By Susanne Retka Schill | September 22, 2015

Senate democrats introduced a national energy bill Sept. 22 that they says offers a pathway to a cleaner energy future and economy.  The American Energy Innovation Act of 2015 takes a multi-faceted approach, dealing with a number of issues and sectors including electrical generation, energy efficiency, alternative fuels, clean energy research, energy cybersecurity.

Several provisions discussed in the bill summary are of interest to the existing biofuels industry.

Under a section title Clean Fuel Production Credit, a 10 year production credit would be available for facilities in 2018, starting that year for those built earlier, as well as those put in service after it takes effect. The bill also creates a technology-neutral incentive for the domestic production of renewable transportation fuels, based on lifecycle carbon emissions.  “Fuels begin receiving incentives if their lifecycle emissions are at least 25 percent less than the U.S. nationwide average in 2015. Zero and net-negative emission fuels quality for the maximum incentive of $1 per energy equivalent of a gallon of gasoline,” the summary details.  

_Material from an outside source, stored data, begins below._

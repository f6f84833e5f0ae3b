// Benchmark helper functions - Rust's dead code analysis doesn't understand
// that these are used by benchmark files in the same directory
// See: https://users.rust-lang.org/t/cargo-rustc-benches-awarnings/110111/2
use markdown_blocksync_engine::{AtomicInline, DocTree, Inline, Node, NodeKind};

#[allow(dead_code)]
pub fn generate_document(blocks: usize) -> DocTree {
    DocTree::new((0..blocks).map(generate_block).collect())
}

/// Same document with one block in the middle edited.
#[allow(dead_code)]
pub fn generate_edited_document(blocks: usize) -> DocTree {
    let middle = blocks / 2;
    DocTree::new(
        (0..blocks)
            .map(|index| {
                if index == middle {
                    Node::paragraph("Edited paragraph with noticeably longer content than before.")
                } else {
                    generate_block(index)
                }
            })
            .collect(),
    )
}

#[allow(dead_code)]
fn generate_block(index: usize) -> Node {
    match index % 4 {
        0 => Node::heading(2, &format!("Section {index}")),
        1 => Node::with_inline(
            NodeKind::Paragraph,
            vec![
                Inline::text("Paragraph citing "),
                Inline::Atom(AtomicInline::new("citation").with_attr("key", format!("ref{index}"))),
                Inline::text(" with some content."),
            ],
        ),
        2 => Node::container(
            NodeKind::BulletList,
            vec![
                Node::container(NodeKind::ListItem, vec![Node::paragraph("Bullet point")]),
                Node::container(NodeKind::ListItem, vec![Node::paragraph("Another item")]),
            ],
        ),
        _ => Node::paragraph(&format!("Plain paragraph number {index}.")),
    }
}
//! Block identity and change synchronization.
//!
//! Data flows one way: a tree mutation is scanned into blocks, the
//! `IdentityTracker` carries ids over from the previous generation, the
//! result becomes the new baseline `Snapshot`, and a debounced diff against
//! the snapshot taken when the burst began feeds `PendingChanges` until the
//! host drains them. Host-issued ids flow back through the confirmation
//! protocol in `confirm`.

pub mod classify;
pub mod confirm;
pub mod debounce;
pub mod diff;
pub mod engine;
pub mod identity;
pub mod serialize;
pub mod snapshot;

Another provision in that section allows fuels using similar feedstocks and production pathways to be grouped together by the U.S. EPA and [requires new pathways be given provisional guidance with a year of the initial request for approval and final guidance no later than two years later.  

The American Energy Innovation Act would also repeal repeal tax incentives for major integrated oil companies such as foreign tax credits, domestic manufacturing deduction, expensing intangible drilling and others.

Earlier, in July, U.S. Sens. Lisa Murkowski, R-Alaska, and Maria Cantwell, D-Wash., introduced a broad, bipartisan energy bill. Focused on a wide range of national energy opportunities and challenges, the Energy Policy Modernization Act of 2015 features five titles reflecting common ground on energy efficiency, infrastructure, supply, accountability, and land conservation. Versions of some of the provisions contained in that act appear in the newly introduced democratic-sponsored bill.